Task objective:
Please copy out the records that follow, word for word.

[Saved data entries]
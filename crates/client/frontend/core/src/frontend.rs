//! Trait describing a runnable client front-end.
use anyhow::Result;
use async_trait::async_trait;
use runtime::TrackerSession;

/// Frontend abstraction for UI layers.
///
/// The frontend takes ownership of the session for the lifetime of the UI:
/// - Register mirror panels as bus listeners
/// - Subscribe to the broadcast channels for redraws and messages
/// - Turn user input into [`runtime::Command`]s
///
/// Sessions hold their listeners in `Rc`s, so frontends run on a single
/// task and the trait future is not `Send`.
///
/// # Implementations
///
/// - `CliFrontend`: Terminal-based UI (ratatui + crossterm)
#[async_trait(?Send)]
pub trait Frontend {
    /// Run the frontend event loop until the user quits.
    ///
    /// Returns the session so the caller can persist it on the way out.
    ///
    /// # Errors
    ///
    /// Returns an error if the frontend encounters a fatal error.
    async fn run(&mut self, session: TrackerSession) -> Result<TrackerSession>;
}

Your response:
filename crates/client/frontend/core/src/frontend.rs
//! Trait describing a runnable client front-end.
use anyhow::Result;
use async_trait::async_trait;
use runtime::TrackerSession;

/// Frontend abstraction for UI layers.
///
/// The frontend takes ownership of the session for the lifetime of the UI:
/// - Register mirror panels as bus listeners
/// - Subscribe to the broadcast channels for redraws and messages
/// - Turn user input into [`runtime::Command`]s
///
/// Sessions hold their listeners in `Rc`s, so frontends run on a single
/// task and the trait future is not `Send`.
///
/// # Implementations
///
/// - `CliFrontend`: Terminal-based UI (ratatui + crossterm)
#[async_trait(?Send)]
pub trait Frontend {
    /// Run the frontend event loop until the user quits.
    ///
    /// Returns the session so the caller can persist it on the way out.
    ///
    /// # Errors
    ///
    /// Returns an error if the frontend encounters a fatal error.
    async fn run(&mut self, session: TrackerSession) -> Result<TrackerSession>;
}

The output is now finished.